Foram cinco anos sofrendo até tomar a decisão de por fim à violência doméstica. “Tive coragem de acabar com a dor. Procurei a delegacia e eu mesma contei tudo que passei ao logo desse tempo”. O relato é de uma mulher de 25 anos acolhida na Casa Abrigo Emanuelle Rendeiro Diniz (Caerd), um serviço da Fundação Papa João XXIII (Funpapa) que tem o objetivo de garantir acolhimento e proteção às mulheres em situação de violência doméstica ameaçadas de morte e encaminhadas pela Divisão Especializada no Atendimento à Mulher (Deam), do município de Belém.

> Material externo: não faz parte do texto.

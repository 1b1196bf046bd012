//! Platform seams a [`CrystalViewer`](crate::CrystalViewer) is driven through.
//!
//! A host is the thing that owns the drawing surface and delivers events: a
//! winit window natively, a DOM container in the browser, or a recording
//! double in tests.

use std::future::Future;

use anyhow::Result;

use crate::animation::FrameHandle;
use crate::overlay::{CrystalStats, Overlay};
use crate::scene::{CrystalMesh, CrystalScene};

/// Draws a [`CrystalScene`] into a host surface.
pub trait FrameRenderer {
    /// Uploads the crystal's geometry, replacing any previous mesh.
    fn upload_crystal(&mut self, mesh: &CrystalMesh) -> Result<()>;

    fn render(&mut self, scene: &CrystalScene) -> Result<()>;

    fn resize(&mut self, width: u32, height: u32);

    /// Releases GPU resources. Rendering afterwards is a no-op.
    fn dispose(&mut self);
}

/// The container a viewer is bound to.
pub trait ViewerHost {
    type Renderer: FrameRenderer;

    /// Current drawable size in physical pixels.
    fn container_size(&self) -> (u32, u32);

    fn show_overlay(&mut self, overlay: &Overlay);

    fn clear_overlay(&mut self);

    fn show_stats(&mut self, stats: &CrystalStats);

    fn create_renderer(
        &mut self,
        width: u32,
        height: u32,
    ) -> impl Future<Output = Result<Self::Renderer>>;

    /// Arms one callback for the next frame.
    fn schedule_frame(&mut self) -> Result<FrameHandle>;

    fn cancel_frame(&mut self, handle: FrameHandle);

    fn attach_pointer_handlers(&mut self) -> Result<()>;

    fn attach_resize_handler(&mut self) -> Result<()>;

    /// Removes every handler attached by the two methods above.
    fn detach_handlers(&mut self);
}

/// Resolves container ids to hosts.
pub trait ContainerLookup {
    type Host: ViewerHost;

    fn find_container(&self, container_id: &str) -> Option<Self::Host>;
}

Em 2014, foram 64 mulheres atendidas no abrigo. Um total de 134 pessoas contando com os filhos que acompanham as mães na maioria dos casos. Os dados são do Núcleo de Vigilância Socioassistencial da Funpapa. O serviço da Caerd existe desde 1997, e funciona em caráter sigiloso, visando contribuir para o atendimento integral das mulheres, seus filhos e familiares.
O trabalho do abrigo foi apresentado na IV Mostra Casa Lilás, ocorrida nesta terça-feira, 25, Dia Internacional da Não Violência Contra a Mulher. A programação aconteceu no Shopping Pátio Belém e incluiu atividades educativas, exibição de vídeos e poesias, além de apresentações musicais.
Panfletos e cartilhas sobre a Lei Maria da Penha foram distribuídos durante a programação. O objetivo foi mobilizar a sociedade a respeito da problemática da violência doméstica contra a mulher.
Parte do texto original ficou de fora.